How to encode categorical variables ready for machine learning

Transform categorical variables into numerical values ready to be used as inputs for a machine learning model.

Machine learning algorithms generally only understand numerical inptus. This raises the question, what can we do with categorical variables?

The answer is to transform the categorical variables into numerical values.

There are a few ways to do this as you’ll see later on. But first, let’s take a look at an example with some sample data.

You can follow along by downloading the Jupyter Notebook and data from Github.

Fork on Github

Github logo

First let’s import Pandas, and the data.

import pandas as pd

df = pd.read_csv("life_insurance_data.csv") 
income_usd property_status has_life_insurance
31500 Owner with Mortgage 1
67500 Owner with Mortgage 1
77000 Owner Without Mortgage 0
56000 Owner Without Mortgage 1
26500 Renter 0
60500 Renter 0

As this is a small dataframe, it’s easy to see that property_status has categorical data with three distinct values.
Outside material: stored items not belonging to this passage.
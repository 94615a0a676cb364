//! Offline SQS Domain Models

/// Declarative service definition
pub mod service;

/// Configuration values classified at parse time
pub mod value;

/// Queue bindings and name resolution
pub mod queues;

/// Queue runtime settings
pub mod settings;

/// Invocation event translation
pub mod events;

/// Invocation-scoped environment
pub mod environment;

/// Domain errors
pub mod errors;

#[cfg(test)]
mod testing;

pub use environment::EnvironmentView;
pub use errors::{Error, Result};
pub use events::{EventSource, InvocationEvent, MessageAttribute, ReceivedMessage};
pub use queues::QueueBinding;
pub use service::ServiceDefinition;
pub use settings::{PollingSettings, QueueRuntimeConfig};
pub use value::PropertyValue;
df['property_status'].value_counts()

---
'Owner with Mortgage'       2
'Owner Without Mortgage'    2
'Renter'                    2

For larger dataframes, it can be useful to look at the dtypes attribute to see which variables are classified as object.

df.dtypes

---
income_usd             int64
property_status       object
has_life_insurance     int64

For convenience, let’s create a new dataframe df2 which only contains the property_status column:

df2 = df[['property_status']].copy()

📌 Remember:

Use two square brackets above to keep df2 as a dataframe. Otherwise, df2 will become a series.

Label encoding

One way to map these categories to numbers is to use the map() method:

x = {'Owner with Mortgage':0, 'Owner Without Mortgage':1, 'Renter':2}

df2['property_status_numeric'] = df2['property_status'].map(x)
property_status property_status_numeric
Owner with Mortgage 0
Owner with Mortgage 0
Owner Without Mortgage 1
Owner Without Mortgage 1
Renter 2
Renter 2

As you can see above, property_status has been mapped like this:

This does what we need, but there’s an easier way.

You can get Pandas to do this automatically, which is very helpful if you have many different categories.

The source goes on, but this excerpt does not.